## ABOUT THIS EXERCISE
Below is a listing. Copy each line of it that holds the word "Connection".

## SOURCE MATERIAL
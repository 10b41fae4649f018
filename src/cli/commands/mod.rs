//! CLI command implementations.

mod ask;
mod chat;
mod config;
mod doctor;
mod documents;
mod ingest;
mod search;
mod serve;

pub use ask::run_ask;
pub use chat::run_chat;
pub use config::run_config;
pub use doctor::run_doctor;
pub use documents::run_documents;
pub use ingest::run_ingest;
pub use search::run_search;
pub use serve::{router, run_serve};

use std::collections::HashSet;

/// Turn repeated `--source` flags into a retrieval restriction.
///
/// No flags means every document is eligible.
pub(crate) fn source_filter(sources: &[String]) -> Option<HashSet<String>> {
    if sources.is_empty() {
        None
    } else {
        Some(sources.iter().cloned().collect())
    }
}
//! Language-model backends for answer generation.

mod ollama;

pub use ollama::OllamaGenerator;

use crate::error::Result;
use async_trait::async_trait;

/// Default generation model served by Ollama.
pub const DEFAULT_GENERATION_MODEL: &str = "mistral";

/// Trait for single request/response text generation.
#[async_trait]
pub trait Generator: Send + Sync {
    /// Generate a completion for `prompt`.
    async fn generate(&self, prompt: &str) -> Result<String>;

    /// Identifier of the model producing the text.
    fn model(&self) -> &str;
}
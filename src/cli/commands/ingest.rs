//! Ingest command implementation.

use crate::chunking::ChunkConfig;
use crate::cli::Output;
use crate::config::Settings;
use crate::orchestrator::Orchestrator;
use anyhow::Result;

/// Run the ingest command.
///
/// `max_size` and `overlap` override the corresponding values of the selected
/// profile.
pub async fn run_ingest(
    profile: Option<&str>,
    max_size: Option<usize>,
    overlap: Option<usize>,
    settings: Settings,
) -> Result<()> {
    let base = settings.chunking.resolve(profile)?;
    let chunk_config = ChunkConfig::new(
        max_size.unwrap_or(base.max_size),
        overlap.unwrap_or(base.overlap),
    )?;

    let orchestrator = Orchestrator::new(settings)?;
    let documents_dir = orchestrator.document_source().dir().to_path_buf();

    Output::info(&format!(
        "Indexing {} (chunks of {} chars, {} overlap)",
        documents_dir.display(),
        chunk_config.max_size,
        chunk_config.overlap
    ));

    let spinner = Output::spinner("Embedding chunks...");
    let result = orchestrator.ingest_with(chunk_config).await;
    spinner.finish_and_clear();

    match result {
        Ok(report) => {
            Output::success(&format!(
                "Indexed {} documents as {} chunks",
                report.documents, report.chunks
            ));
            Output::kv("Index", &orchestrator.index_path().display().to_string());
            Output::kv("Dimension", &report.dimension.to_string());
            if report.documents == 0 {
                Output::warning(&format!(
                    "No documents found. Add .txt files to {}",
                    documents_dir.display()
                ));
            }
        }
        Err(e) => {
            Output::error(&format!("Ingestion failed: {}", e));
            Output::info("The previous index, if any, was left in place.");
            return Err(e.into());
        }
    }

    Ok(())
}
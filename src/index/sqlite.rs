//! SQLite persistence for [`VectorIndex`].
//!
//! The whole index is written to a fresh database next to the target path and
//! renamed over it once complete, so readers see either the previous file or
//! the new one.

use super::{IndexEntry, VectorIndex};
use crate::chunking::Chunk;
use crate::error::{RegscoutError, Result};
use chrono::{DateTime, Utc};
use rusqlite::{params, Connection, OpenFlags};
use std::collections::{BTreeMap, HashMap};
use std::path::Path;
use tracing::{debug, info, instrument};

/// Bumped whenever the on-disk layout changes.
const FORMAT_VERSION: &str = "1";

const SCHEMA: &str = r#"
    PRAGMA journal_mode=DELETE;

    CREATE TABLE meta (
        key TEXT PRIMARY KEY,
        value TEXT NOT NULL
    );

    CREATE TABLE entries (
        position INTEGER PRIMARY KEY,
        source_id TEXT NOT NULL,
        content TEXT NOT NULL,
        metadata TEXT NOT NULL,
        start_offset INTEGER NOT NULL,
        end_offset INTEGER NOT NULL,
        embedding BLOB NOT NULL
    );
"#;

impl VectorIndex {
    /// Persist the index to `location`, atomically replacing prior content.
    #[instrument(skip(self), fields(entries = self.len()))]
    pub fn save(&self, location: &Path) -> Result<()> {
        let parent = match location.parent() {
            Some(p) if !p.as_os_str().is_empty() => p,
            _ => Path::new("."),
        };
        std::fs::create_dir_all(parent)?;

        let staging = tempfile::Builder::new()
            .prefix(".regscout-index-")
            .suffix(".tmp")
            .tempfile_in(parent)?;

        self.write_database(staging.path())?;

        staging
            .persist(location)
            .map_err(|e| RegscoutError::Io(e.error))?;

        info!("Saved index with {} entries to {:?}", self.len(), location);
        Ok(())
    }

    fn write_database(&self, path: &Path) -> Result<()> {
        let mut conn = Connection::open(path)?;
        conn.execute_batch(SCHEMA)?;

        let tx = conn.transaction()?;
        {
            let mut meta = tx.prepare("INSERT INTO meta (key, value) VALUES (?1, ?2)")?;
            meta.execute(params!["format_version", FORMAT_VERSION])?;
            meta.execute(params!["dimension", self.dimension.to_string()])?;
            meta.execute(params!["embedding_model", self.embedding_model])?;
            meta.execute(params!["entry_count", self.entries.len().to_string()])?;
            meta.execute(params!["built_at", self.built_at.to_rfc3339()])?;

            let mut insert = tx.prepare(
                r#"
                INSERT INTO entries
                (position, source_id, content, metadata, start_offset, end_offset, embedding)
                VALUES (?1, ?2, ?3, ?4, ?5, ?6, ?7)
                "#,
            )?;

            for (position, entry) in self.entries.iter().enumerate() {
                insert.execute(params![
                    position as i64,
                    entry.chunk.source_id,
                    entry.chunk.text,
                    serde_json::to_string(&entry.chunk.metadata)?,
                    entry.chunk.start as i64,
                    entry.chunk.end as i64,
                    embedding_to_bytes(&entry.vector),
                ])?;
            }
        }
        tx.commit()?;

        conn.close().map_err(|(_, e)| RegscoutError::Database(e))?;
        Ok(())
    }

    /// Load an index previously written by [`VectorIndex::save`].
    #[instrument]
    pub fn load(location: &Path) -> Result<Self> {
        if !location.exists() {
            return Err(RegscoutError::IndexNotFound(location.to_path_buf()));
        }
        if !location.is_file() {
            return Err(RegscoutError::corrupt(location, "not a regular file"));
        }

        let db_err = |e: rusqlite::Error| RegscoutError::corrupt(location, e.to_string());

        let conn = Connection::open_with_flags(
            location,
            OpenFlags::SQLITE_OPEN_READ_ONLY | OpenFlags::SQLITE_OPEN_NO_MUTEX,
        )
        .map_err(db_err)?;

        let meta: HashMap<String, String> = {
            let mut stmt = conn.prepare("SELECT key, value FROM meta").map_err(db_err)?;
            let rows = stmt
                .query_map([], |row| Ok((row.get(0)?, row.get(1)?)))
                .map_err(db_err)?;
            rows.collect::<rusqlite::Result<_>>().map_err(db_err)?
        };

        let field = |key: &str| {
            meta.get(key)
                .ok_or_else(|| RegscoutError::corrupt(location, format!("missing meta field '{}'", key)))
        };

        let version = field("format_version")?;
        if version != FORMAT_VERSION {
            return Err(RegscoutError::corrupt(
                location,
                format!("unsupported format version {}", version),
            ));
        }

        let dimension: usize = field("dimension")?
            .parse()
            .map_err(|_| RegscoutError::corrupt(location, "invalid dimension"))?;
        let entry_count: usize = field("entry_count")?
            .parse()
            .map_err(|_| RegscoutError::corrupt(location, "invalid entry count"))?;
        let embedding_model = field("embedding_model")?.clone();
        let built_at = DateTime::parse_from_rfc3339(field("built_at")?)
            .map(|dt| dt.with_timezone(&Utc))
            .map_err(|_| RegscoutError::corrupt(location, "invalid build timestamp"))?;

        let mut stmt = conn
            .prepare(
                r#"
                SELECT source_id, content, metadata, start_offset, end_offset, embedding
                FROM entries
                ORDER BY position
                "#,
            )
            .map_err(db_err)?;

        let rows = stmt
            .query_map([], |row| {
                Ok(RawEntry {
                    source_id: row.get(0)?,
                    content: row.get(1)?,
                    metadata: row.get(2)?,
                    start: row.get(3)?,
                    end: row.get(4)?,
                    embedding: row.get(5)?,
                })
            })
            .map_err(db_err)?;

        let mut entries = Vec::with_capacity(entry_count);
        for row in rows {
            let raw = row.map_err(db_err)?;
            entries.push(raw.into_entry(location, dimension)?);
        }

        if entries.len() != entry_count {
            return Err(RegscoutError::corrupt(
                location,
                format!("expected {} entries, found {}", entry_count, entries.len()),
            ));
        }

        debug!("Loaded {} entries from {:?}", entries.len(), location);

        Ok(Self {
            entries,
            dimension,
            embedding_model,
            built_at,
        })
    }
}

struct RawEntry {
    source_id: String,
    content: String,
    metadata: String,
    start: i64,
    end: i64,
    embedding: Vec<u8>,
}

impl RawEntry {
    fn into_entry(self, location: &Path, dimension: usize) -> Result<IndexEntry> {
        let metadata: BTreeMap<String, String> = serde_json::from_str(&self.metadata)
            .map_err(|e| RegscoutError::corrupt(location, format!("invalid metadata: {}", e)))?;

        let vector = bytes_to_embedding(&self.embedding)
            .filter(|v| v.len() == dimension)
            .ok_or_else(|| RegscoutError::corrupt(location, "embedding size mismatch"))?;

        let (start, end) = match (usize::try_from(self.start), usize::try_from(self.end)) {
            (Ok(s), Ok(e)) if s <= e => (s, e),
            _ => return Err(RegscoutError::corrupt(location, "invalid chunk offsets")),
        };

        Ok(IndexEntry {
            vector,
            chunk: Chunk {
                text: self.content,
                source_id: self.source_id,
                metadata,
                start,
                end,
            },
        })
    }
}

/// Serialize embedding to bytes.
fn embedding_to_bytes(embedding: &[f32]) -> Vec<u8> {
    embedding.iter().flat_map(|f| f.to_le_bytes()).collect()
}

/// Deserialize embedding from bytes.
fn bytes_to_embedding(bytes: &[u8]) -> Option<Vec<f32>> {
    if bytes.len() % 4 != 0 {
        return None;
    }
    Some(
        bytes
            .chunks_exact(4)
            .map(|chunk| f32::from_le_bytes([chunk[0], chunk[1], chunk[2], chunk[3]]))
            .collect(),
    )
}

## SOLVED EXERCISE
use rusqlite::{params, Connection, OpenFlags};
        let mut conn = Connection::open(path)?;
        let conn = Connection::open_with_flags(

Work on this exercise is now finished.